No matter who wins, here are a few things I know for sure.

1. Roughly half of America will not like the results. That same half will criticize every action taken by the winning candidate for the next four years.

2. It will be a close election and a small but vocal group that supported the loser will cry foul, ask for a recount, or levy accusations of voter fraud. They might be a fringe populace, but they exist and they will seek attention.

3. The next president will not be able to solve our problems. They might be able to improve some things, but we live in a broken world and there will always be issues. People will still be unemployed. Poverty will still exist. Terrorists will still be carrying out their jihad against their perceived foes. Disasters will still display nature's strength and fury. No president will ever be able to erase those woes that ail us.

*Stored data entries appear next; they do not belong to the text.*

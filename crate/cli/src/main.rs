//! The interactive `kmsc` console: a REPL that drives a KMIP server
//! through the client crate.

use std::io::{BufRead, Write};
use std::process::ExitCode;

use clap::Parser;
use kmsc_client::ConfigurationSettings;
use tracing_subscriber::EnvFilter;

mod console;
mod parser;

use console::Console;

const VERSION: &str = env!("CARGO_PKG_VERSION");

/// An interactive Key Management System (KMS) tool for executing KMIP
/// commands. Run it, then type `help` to get started.
#[derive(Parser)]
#[command(name = "kmsc", version)]
struct Cli {
    /// Enable debug log level
    #[arg(short, long)]
    debug: bool,

    /// Configuration settings file
    #[arg(short, long)]
    config: Option<String>,
}

fn main() -> ExitCode {
    let cli = Cli::parse();

    let filter = if cli.debug { "debug" } else { "warn" };
    tracing_subscriber::fmt()
        .with_env_filter(EnvFilter::try_from_default_env().unwrap_or_else(|_| EnvFilter::new(filter)))
        .with_writer(std::io::stderr)
        .init();

    println!("\n[] kmsc (version={VERSION})\n");

    // Restore any previously stored configuration settings
    let settings = match ConfigurationSettings::restore(cli.config.as_deref()) {
        Ok(settings) => settings,
        Err(e) => {
            eprintln!("ERROR: restoring kms configuration settings: {e}");
            return ExitCode::FAILURE;
        }
    };

    let mut console = Console::new(settings);
    let stdin = std::io::stdin();
    loop {
        print!("kms) ");
        let _ = std::io::stdout().flush();
        let mut line = String::new();
        match stdin.lock().read_line(&mut line) {
            Ok(0) => break, // EOF
            Ok(_) => {}
            Err(e) => {
                eprintln!("ERROR: reading input: {e}");
                return ExitCode::FAILURE;
            }
        }
        let line = line.trim();
        if line == "exit" || line == "quit" {
            println!();
            break;
        }
        if !line.is_empty() {
            console.execute(line);
            println!();
        }
    }
    ExitCode::SUCCESS
}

4. Four years from now, we will be hearing about the same issues debated ad nauseam. Jobs. Economy. Foreign policy. Medicare. Abortion. Gun rights. Gay marriage. These topics will not go away.

5. Pollsters will glorify the accuracy of their election predictions. Pundits will either revel in victory or preach gloom - whichever will give their ratings the biggest boost. MSNBC will still be liberally biased and FOX will still be biased to favor the GOP. That's how they make their money and complaining about it won't change anything.



Regardless of who wins the presidential election, I hope to see these few things.

1. That the losing candidate will concede gracefully.

2. That the losing candidate will find strength and comfort in his wife, family, and whatever support network they've built for themselves.

3. That both candidates will strive to be good husbands and fathers and pour out love onto their wives and kids.

4. That the winning candidate will seek wise council for the next four years, that they will be open to the input and advice of their predecessors, and that they show a willingness to work with their opposing political party.

5. That the winning candidate will place the needs of this nation ahead of the desires of their party.



I know, I may be asking for a bit too much.